Maryam’s grip on his hand remained tight until the sound of the tanks almost disappeared, then it loosened and Omar Yussef stroked her palm, silently. There was a moment when he almost felt calm, in the dark and the quiet with his wife. Then her strong grip returned and broke his reverie.

“What’s that smell?” she said.

There was a damp rankness in the cold air. At the moment they smelled it, there was noise downstairs. Ramiz’s children began to cry out and Omar Yussef could hear his son speaking urgently to his wife. The door opened at the bottom of the stairs and the children ran up them. Omar Yussef stood and went to the hallway. The smallest girl was crying. Nadia held her arms around her little sister’s neck. Omar Yussef noted that Nadia was calm and quiet. He smiled and touched her cheek. Ramiz came up the stairs with little Omar, who was sniffling and not quite awake. He put the boy down on an armchair and gave a quick look at his parents.

“The basement is flooding,” he said, rushing back down the stairs.

Omar Yussef followed his son. At the foot of the stairs, the last two steps were already submerged. The water was black in the darkness, but Omar Yussef knew from the stink that it was sewage.
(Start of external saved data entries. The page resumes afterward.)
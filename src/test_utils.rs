//! Shared test utilities for `PriceBuddy`.
//!
//! This module provides common helper functions for setting up test databases,
//! building records with sensible defaults, and scripted stand-ins for the
//! notifier and the store.

#![allow(clippy::unwrap_used)]

use crate::{
    core::{
        calculator::round3,
        notify::Notifier,
        record::{Category, ProductRecord},
        store::ProductStore,
    },
    entities::{local_storage, product},
    errors::{Error, Result},
};
use async_trait::async_trait;
use chrono::{DateTime, TimeZone, Utc};
use sea_orm::{ActiveModelTrait, DatabaseConnection, DbErr, Set};
use std::{
    collections::VecDeque,
    sync::{
        Mutex,
        atomic::{AtomicUsize, Ordering},
    },
};

/// Creates an in-memory `SQLite` database with all tables initialized.
/// This is the standard setup for all integration tests.
pub async fn setup_test_db() -> Result<DatabaseConnection> {
    let db = sea_orm::Database::connect("sqlite::memory:").await?;
    crate::config::database::create_tables(&db).await?;
    Ok(db)
}

/// Fixed registration time with whole seconds, so it survives a database round trip.
pub fn test_timestamp() -> DateTime<Utc> {
    Utc.with_ymd_and_hms(2024, 5, 1, 12, 0, 0).unwrap()
}

/// Creates a canonical toilet paper record.
///
/// # Defaults
/// * 30m rolls, double length, 8 rolls (480m total)
/// * `store`: `"Drugstore"`
/// * `memo`: `"test"`
pub fn toilet_record(name: &str, price: f64) -> ProductRecord {
    ProductRecord {
        name: name.to_string(),
        store: "Drugstore".to_string(),
        price,
        memo: "test".to_string(),
        category: Some(Category::Toilet.as_str().to_string()),
        registered_at: Some(test_timestamp()),
        length: Some(30.0),
        multiplier: Some(2.0),
        rolls: Some(8.0),
        total_amount: Some(480.0),
        price_per_unit: Some(round3(price / 480.0)),
        unit: Some("m".to_string()),
        ..Default::default()
    }
}

/// Creates a canonical tissue record.
///
/// # Defaults
/// * 150 pairs per box, 5 boxes (750 pairs total)
/// * `store`: `"Supermarket"`
pub fn tissue_record(name: &str, price: f64) -> ProductRecord {
    ProductRecord {
        name: name.to_string(),
        store: "Supermarket".to_string(),
        price,
        memo: "test".to_string(),
        category: Some(Category::Tissue.as_str().to_string()),
        registered_at: Some(test_timestamp()),
        pairs_per_box: Some(150.0),
        boxes: Some(5.0),
        total_amount: Some(750.0),
        price_per_unit: Some(round3(price / 750.0)),
        unit: Some("組".to_string()),
        ..Default::default()
    }
}

/// A bare `products` row the way an older schema would have written it: no
/// quantities, no derived fields and no registration time. Set extra fields on
/// the returned model before inserting.
pub fn raw_row(user_id: &str, name: &str, category: &str, price: f64) -> product::ActiveModel {
    product::ActiveModel {
        user_id: Set(user_id.to_string()),
        name: Set(name.to_string()),
        store: Set(String::new()),
        price: Set(price),
        memo: Set(String::new()),
        category: Set(category.to_string()),
        registered_at: Set(None),
        length: Set(None),
        multiplier: Set(None),
        rolls: Set(None),
        pairs_per_box: Set(None),
        sheets_per_box: Set(None),
        boxes: Set(None),
        total_amount: Set(None),
        price_per_unit: Set(None),
        price_per_meter: Set(None),
        unit: Set(None),
        ..Default::default()
    }
}

/// Writes a raw value under a `local_storage` key.
pub async fn seed_local_storage(db: &DatabaseConnection, key: &str, value: &str) -> Result<()> {
    local_storage::ActiveModel {
        key: Set(key.to_string()),
        value: Set(value.to_string()),
        updated_at: Set(Utc::now().naive_utc()),
        ..Default::default()
    }
    .insert(db)
    .await?;
    Ok(())
}

/// Notifier that answers confirmations from a script and records everything shown.
///
/// Once the script runs out, every further confirmation is declined.
#[derive(Debug, Default)]
pub struct ScriptedNotifier {
    answers: Mutex<VecDeque<bool>>,
    prompts: Mutex<Vec<String>>,
    toasts: Mutex<Vec<String>>,
    alerts: Mutex<Vec<String>>,
}

impl ScriptedNotifier {
    /// Creates a notifier that answers confirmations in order.
    pub fn new(answers: Vec<bool>) -> Self {
        Self {
            answers: Mutex::new(answers.into()),
            ..Default::default()
        }
    }

    /// Every confirmation message asked so far.
    pub fn prompts(&self) -> Vec<String> {
        self.prompts.lock().unwrap().clone()
    }

    /// Every toast shown so far.
    pub fn toasts(&self) -> Vec<String> {
        self.toasts.lock().unwrap().clone()
    }

    /// Every alert shown so far.
    pub fn alerts(&self) -> Vec<String> {
        self.alerts.lock().unwrap().clone()
    }
}

#[async_trait]
impl Notifier for ScriptedNotifier {
    async fn toast(&self, message: &str) -> Result<()> {
        self.toasts.lock().unwrap().push(message.to_string());
        Ok(())
    }

    async fn confirm(&self, message: &str) -> Result<bool> {
        self.prompts.lock().unwrap().push(message.to_string());
        Ok(self.answers.lock().unwrap().pop_front().unwrap_or(false))
    }

    async fn alert(&self, message: &str) -> Result<()> {
        self.alerts.lock().unwrap().push(message.to_string());
        Ok(())
    }
}

/// Store wrapper whose Nth save (1-based) fails with a database error.
/// Every other call goes to the wrapped store.
#[derive(Debug)]
pub struct FailingStore<S> {
    inner: S,
    fail_on: usize,
    saves: AtomicUsize,
}

impl<S> FailingStore<S> {
    /// Wraps `inner`, failing its `fail_on`-th save.
    pub const fn new(inner: S, fail_on: usize) -> Self {
        Self {
            inner,
            fail_on,
            saves: AtomicUsize::new(0),
        }
    }
}

#[async_trait]
impl<S: ProductStore> ProductStore for FailingStore<S> {
    async fn load_all(&self) -> Result<Vec<ProductRecord>> {
        self.inner.load_all().await
    }

    async fn save(&self, record: &ProductRecord) -> Result<i64> {
        let attempt = self.saves.fetch_add(1, Ordering::SeqCst) + 1;
        if attempt == self.fail_on {
            return Err(Error::Database(DbErr::Custom("disk full".to_string())));
        }
        self.inner.save(record).await
    }

    async fn update(&self, id: i64, record: &ProductRecord) -> Result<()> {
        self.inner.update(id, record).await
    }

    async fn delete(&self, id: i64) -> Result<()> {
        self.inner.delete(id).await
    }

    async fn delete_by_category(&self, category: Category) -> Result<u64> {
        self.inner.delete_by_category(category).await
    }
}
The pipe the digger broke was spilling its contents into his house. He took off his loafers and socks, rolled the socks into a ball and placed them inside the loafers on the fifth step, and waded into the slimy water. Ramiz and Sara hurried past with the children’s thin, foam mattresses and Ramiz’s laptop.
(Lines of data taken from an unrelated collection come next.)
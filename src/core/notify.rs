//! User notification interface.
//!
//! The core never renders anything itself. It reports short status messages and
//! asks yes/no questions through a [`Notifier`], which the bot layer implements
//! on top of Discord replies and buttons.

use crate::errors::Result;
use async_trait::async_trait;

/// Transient messages and confirmation prompts.
#[async_trait]
pub trait Notifier: Send + Sync {
    /// Shows a short, transient status message.
    async fn toast(&self, message: &str) -> Result<()>;

    /// Asks a yes/no question. Declining and timing out both return `false`.
    async fn confirm(&self, message: &str) -> Result<bool>;

    /// Shows a detailed error message. Defaults to a toast.
    async fn alert(&self, message: &str) -> Result<()> {
        self.toast(message).await
    }
}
Omar Yussef went to the back door, opened it and began to bail the sewage out into the night with a saucepan. His back hurt, bending to the water and flipping the pan up the basement steps. The cold swill rose almost to his knees. Its iciness soothed the bruise on his shin, but the smell made him want to puke. It seemed appropriate that he should be throwing filth out of his home with hopelessly insufficient tools. It was what he had been trying to do ever since George Saba’s arrest. His mind had been full of anger and fear, frustration and intense focus since the Zubeida girl came into his classroom with the news of the raid on George’s home. Now the ordure of his own town was right here, physical and disgusting, crawling up his legs and making him nauseous.

He stopped bailing and slowly straightened his back. He looked out into the night. Tomorrow they would mend the pipes. They would clean the basement and his grandchildren would sleep there again soon enough. But that would not be the end of the smell. The reek would remain in his nostrils, and he knew that in his dreams he would feel the ooze rising over his skin.